WORK INSTRUCTIONS: Only lines with the string "caching" are wanted. Pull them out of the data.

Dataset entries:
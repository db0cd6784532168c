//! Redis-based cache implementation.

use super::CacheInterface;
use async_trait::async_trait;
use deadpool_redis::{redis::AsyncCommands, Pool, PoolConfig, Runtime};
use roster_config::RedisConfig;
use roster_core::{HealthCheck, HealthStatus, RosterError, RosterResult};
use shaku::Component;
use std::sync::Arc;
use std::time::Duration;
use tracing::{debug, info};

/// Default TTL for cached items (5 minutes).
pub const DEFAULT_TTL: Duration = Duration::from_secs(300);

/// Redis-based cache service.
///
/// Without a pool every read misses and every write is dropped, which is how
/// the service runs when no Redis host is configured.
#[derive(Component)]
#[shaku(interface = CacheInterface)]
pub struct RedisCacheService {
    /// Redis connection pool.
    pool: Option<Arc<Pool>>,
}

impl RedisCacheService {
    /// Create a new Redis cache service.
    #[must_use]
    pub fn new(pool: Arc<Pool>) -> Self {
        Self { pool: Some(pool) }
    }

    /// Create a no-op cache service (for when Redis is disabled).
    #[must_use]
    pub fn disabled() -> Self {
        Self { pool: None }
    }

    /// Builds the cache from configuration.
    ///
    /// Connections are opened lazily, so an unreachable server surfaces on
    /// first use rather than here.
    pub fn from_config(config: &RedisConfig) -> RosterResult<Self> {
        let Some(url) = config.url() else {
            info!("Redis host not configured; caching disabled");
            return Ok(Self::disabled());
        };

        let mut cfg = deadpool_redis::Config::from_url(url);
        cfg.pool = Some(PoolConfig::new(config.pool_size));

        let pool = cfg
            .create_pool(Some(Runtime::Tokio1))
            .map_err(|e| RosterError::Configuration(format!("Invalid Redis settings: {}", e)))?;

        info!(
            "Redis cache enabled at {}:{}/{}",
            config.host.as_deref().unwrap_or_default(),
            config.port,
            config.db
        );
        Ok(Self::new(Arc::new(pool)))
    }

    /// Returns the underlying pool, if caching is enabled.
    #[must_use]
    pub fn pool(&self) -> Option<Arc<Pool>> {
        self.pool.clone()
    }

    /// Closes the pool so no new connections are handed out.
    pub fn close(&self) {
        if let Some(pool) = &self.pool {
            info!("Closing Redis connection pool");
            pool.close();
        }
    }

    /// Get a connection from the pool.
    async fn get_conn(&self) -> RosterResult<deadpool_redis::Connection> {
        match &self.pool {
            Some(pool) => pool.get().await.map_err(|e| {
                RosterError::Cache(format!("Failed to get Redis connection: {}", e))
            }),
            None => Err(RosterError::Cache("Cache is disabled".to_string())),
        }
    }
}

#[async_trait]
impl CacheInterface for RedisCacheService {
    fn is_enabled(&self) -> bool {
        self.pool.is_some()
    }

    async fn get_raw(&self, key: &str) -> RosterResult<Option<String>> {
        if !self.is_enabled() {
            return Ok(None);
        }

        let mut conn = self.get_conn().await?;
        let value: Option<String> = conn.get(key).await.map_err(|e| {
            RosterError::Cache(format!("Failed to get key '{}': {}", key, e))
        })?;

        match &value {
            Some(_) => debug!("Cache hit for key '{}'", key),
            None => debug!("Cache miss for key '{}'", key),
        }

        Ok(value)
    }

    async fn set_raw(&self, key: &str, value: &str, ttl: Duration) -> RosterResult<()> {
        if !self.is_enabled() {
            return Ok(());
        }

        let mut conn = self.get_conn().await?;
        let ttl_secs = ttl.as_secs().max(1);

        conn.set_ex::<_, _, ()>(key, value, ttl_secs).await.map_err(|e| {
            RosterError::Cache(format!("Failed to set key '{}': {}", key, e))
        })?;

        debug!("Cached key '{}' with TTL {}s", key, ttl_secs);
        Ok(())
    }
}

#[async_trait]
impl HealthCheck for RedisCacheService {
    fn name(&self) -> &str {
        "redis"
    }

    async fn check(&self) -> HealthStatus {
        if !self.is_enabled() {
            return HealthStatus::Disabled;
        }

        let mut conn = match self.get_conn().await {
            Ok(conn) => conn,
            Err(e) => return HealthStatus::Unhealthy(e.to_string()),
        };

        let pong: Result<String, _> = deadpool_redis::redis::cmd("PING")
            .query_async(&mut conn)
            .await;

        match pong {
            Ok(_) => HealthStatus::Healthy,
            Err(e) => HealthStatus::Unhealthy(format!("PING failed: {}", e)),
        }
    }
}

impl std::fmt::Debug for RedisCacheService {
    fn fmt(&self, f: &mut std::fmt::Formatter<'_>) -> std::fmt::Result {
        f.debug_struct("RedisCacheService")
            .field("enabled", &self.is_enabled())
            .finish()
    }
}

#[cfg(test)]
mod tests {
    use super::*;
    use crate::cache::CacheExt;

    fn unreachable_config() -> RedisConfig {
        RedisConfig {
            host: Some("127.0.0.1".to_string()),
            port: 1,
            ..RedisConfig::default()
        }
    }

    #[tokio::test]
    async fn test_disabled_cache_always_misses() {
        let cache = RedisCacheService::disabled();
        assert!(!cache.is_enabled());

        cache.set("users:all", &vec![1, 2, 3], DEFAULT_TTL).await.unwrap();
        let cached: Option<Vec<i32>> = cache.get("users:all").await.unwrap();
        assert!(cached.is_none());
        assert_eq!(cache.check().await, HealthStatus::Disabled);
    }

    #[test]
    fn test_from_config_without_host_is_disabled() {
        let cache = RedisCacheService::from_config(&RedisConfig::default()).unwrap();
        assert!(!cache.is_enabled());
        assert!(cache.pool().is_none());
    }

    #[test]
    fn test_from_config_with_host_is_enabled() {
        let cache = RedisCacheService::from_config(&unreachable_config()).unwrap();
        assert!(cache.is_enabled());
    }

    #[tokio::test]
    async fn test_unreachable_server_reports_errors() {
        let cache = RedisCacheService::from_config(&unreachable_config()).unwrap();

        let err = cache.get_raw("users:all").await.unwrap_err();
        assert!(matches!(err, RosterError::Cache(_)));
        assert!(!cache.check().await.is_ok());
    }
}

RESPONSE AREA:
            info!("Redis host not configured; caching disabled");
    /// Returns the underlying pool, if caching is enabled.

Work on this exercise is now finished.